琅邪の鬼、中国怪異或いは不可能犯罪譚(☆☆☆)

琅邪の鬼 (講談社文庫)

 あらなんかずいぶんキュートな雰囲気に…… と思ったら、つけものおばさんの根さん(※表紙右下)をメインビジュアルに持ってくるあたり、なかなか油断させてくれない感じ。
 以前にも一度ご紹介しましたが、最近、文庫化されたと言う事で。大好きな作品なので、もう一度ご紹介をしたいと思う次第。
 琅邪の鬼。古代中国を舞台にした不可能犯罪ミステリと言う、類例のあまりにもなさそうな作品シリーズの第一巻です。

 時は中国古代。兵馬俑で名高い、中国史最初の皇帝・始皇帝の時代。
 西の辺境にある秦の王は代々力を蓄え、ついに一代にして他の列強六国を討ち滅ぼして、史上初めて中国全土の統一を果たしました。
 この史上初の統一王朝が、始皇帝の統一後わずか15年にして滅んだこと。そのあとに成立した漢王朝が、いろいろありつつ都合四百年を超える命脈を保った(そのあと有名な三国志の時代になった)ことを、後の世の僕達は知っているわけですが。この日この時代を生きている人々にとって、始皇帝とその法は絶対であり、秦とその法は永遠であると思われていたのです。
 地上の人として頂点を極めた始皇帝は、次にその限界をも超えようとしていました。豪壮な墓を築く一方で、永遠の命を求めたのです。はるか東海の果てにあると言う蓬莱の島、そこにあると言う不老不死の法。その入手を始皇帝に命ぜられたのが、仙人とも目される博識不遜の老人、徐福でした。
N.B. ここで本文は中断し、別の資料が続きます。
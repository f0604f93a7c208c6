//! Platform abstraction layer
//!
//! Handles browser/native differences for:
//! - HUD readouts (DOM elements on web, the log natively)
//! - Storage (LocalStorage on web, see `persistence::MemoryStorage` natively)
//! - Image loading (web only)

#[cfg(target_arch = "wasm32")]
pub mod web;

/// One-way sink for the values shown outside the canvas
pub trait Readout {
    fn set_score(&mut self, score: u64);
    fn set_high_score(&mut self, high_score: u64);
    fn set_loading_visible(&mut self, visible: bool);
    fn set_instructions_visible(&mut self, visible: bool);
}

/// Everything the HUD shows, sampled once per frame
#[derive(Debug, Clone, Copy, PartialEq, Eq)]
pub struct HudState {
    pub score: u64,
    pub high_score: u64,
    pub loading_visible: bool,
    pub instructions_visible: bool,
}

/// Forwards only the fields that changed since the last frame
pub struct ReadoutSync<R: Readout> {
    readout: R,
    last: Option<HudState>,
}

impl<R: Readout> ReadoutSync<R> {
    pub fn new(readout: R) -> Self {
        Self {
            readout,
            last: None,
        }
    }

    pub fn readout(&self) -> &R {
        &self.readout
    }

    pub fn sync(&mut self, state: HudState) {
        let last = self.last;
        let changed = |f: fn(&HudState) -> u64| last.is_none_or(|l| f(&l) != f(&state));

        if changed(|s| s.score) {
            self.readout.set_score(state.score);
        }
        if changed(|s| s.high_score) {
            self.readout.set_high_score(state.high_score);
        }
        if changed(|s| s.loading_visible as u64) {
            self.readout.set_loading_visible(state.loading_visible);
        }
        if changed(|s| s.instructions_visible as u64) {
            self.readout.set_instructions_visible(state.instructions_visible);
        }
        self.last = Some(state);
    }
}

/// Native stand-in for the DOM: reports HUD changes through `log`
#[derive(Debug, Default)]
pub struct LogReadout;

impl Readout for LogReadout {
    fn set_score(&mut self, score: u64) {
        log::info!("Score: {score}");
    }

    fn set_high_score(&mut self, high_score: u64) {
        log::info!("Best: {high_score}");
    }

    fn set_loading_visible(&mut self, visible: bool) {
        log::debug!("Loading screen visible: {visible}");
    }

    fn set_instructions_visible(&mut self, visible: bool) {
        log::debug!("Instructions visible: {visible}");
    }
}

#[cfg(test)]
mod tests {
    use super::*;

    #[derive(Default)]
    struct Recorder {
        writes: Vec<String>,
    }

    impl Readout for Recorder {
        fn set_score(&mut self, score: u64) {
            self.writes.push(format!("score={score}"));
        }
        fn set_high_score(&mut self, high_score: u64) {
            self.writes.push(format!("best={high_score}"));
        }
        fn set_loading_visible(&mut self, visible: bool) {
            self.writes.push(format!("loading={visible}"));
        }
        fn set_instructions_visible(&mut self, visible: bool) {
            self.writes.push(format!("instructions={visible}"));
        }
    }

    fn hud(score: u64) -> HudState {
        HudState {
            score,
            high_score: 10,
            loading_visible: true,
            instructions_visible: false,
        }
    }

    #[test]
    fn test_first_sync_writes_everything() {
        let mut sync = ReadoutSync::new(Recorder::default());
        sync.sync(hud(0));
        assert_eq!(sync.readout().writes.len(), 4);
    }

    #[test]
    fn test_unchanged_fields_are_not_rewritten() {
        let mut sync = ReadoutSync::new(Recorder::default());
        sync.sync(hud(0));
        sync.sync(hud(0));
        sync.sync(hud(3));
        sync.sync(HudState {
            loading_visible: false,
            instructions_visible: true,
            ..hud(3)
        });
        assert_eq!(
            &sync.readout().writes[4..],
            &["score=3", "loading=false", "instructions=true"]
        );
    }
}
 かくして始皇帝から絶対的な親任を得た徐福は、東海を望む琅邪の街に拠点を築き、造船を進め医療の研究を進める事となりました。不老不死と言うプロジェクト達成のため、琅邪の街は税の免除といった大幅な特権を認められ、徐福の研究所が人々の治療を(研究目的を兼ねて)引き受ける、と発表したことから。斉のはずれの港町には、途方もない人々が雪崩れ込んでしまいます。
 突然の人口の急増に、求盗(警察)も大わらわ。次々と引き起こされる怪異な事件に、街を愛する腕利きの求盗・希仁は、たびたびその奥の手を繰り出す羽目になってしまいます。それは、徐福塾の面々の-- さまざまな異能を持つ頭脳集団の力を借りること。

 かくて、急激に拡大する琅邪の街を舞台に。陸続して発生する、人の力が原因とは到底思えぬ怪事件。
 煙と消えた秘宝、花嫁の失踪。自分の足で走り去る死体。消滅する屋敷。占い、医術、剣術、体術、果ては霊媒から房中術まで、研ぎ澄まされた特化能力を持つ徐福門下の異才達が取り組む事になります。
 そしてその結末に到達するに至り、まるで起こりようもない、と思われていたあらゆる事象に、予想もしない方向から解決の光が当たる事となるのです……。

 時代ものとしても珍しく、ミステリとして見ればほとんど例がない時代を背景に取り、科学と迷信、儀礼が未分化な社会の中で、合理的な精神の持ち主達が、不可解な事件のロジックに挑んでいく、と言うように、探偵チームの面白さに、歴史ものの分厚さを豪腕で押し込んでくるこちらの作品。
 シリーズの続刊は続いており、中には同じ時代でありながらも、ミステリではない純然たる歴史小説も混じっている、と言う、構成も面白いこちらのシリーズ。
 入手しやすい今がお勧めのしどきだと思いますので、ぜひぜひ。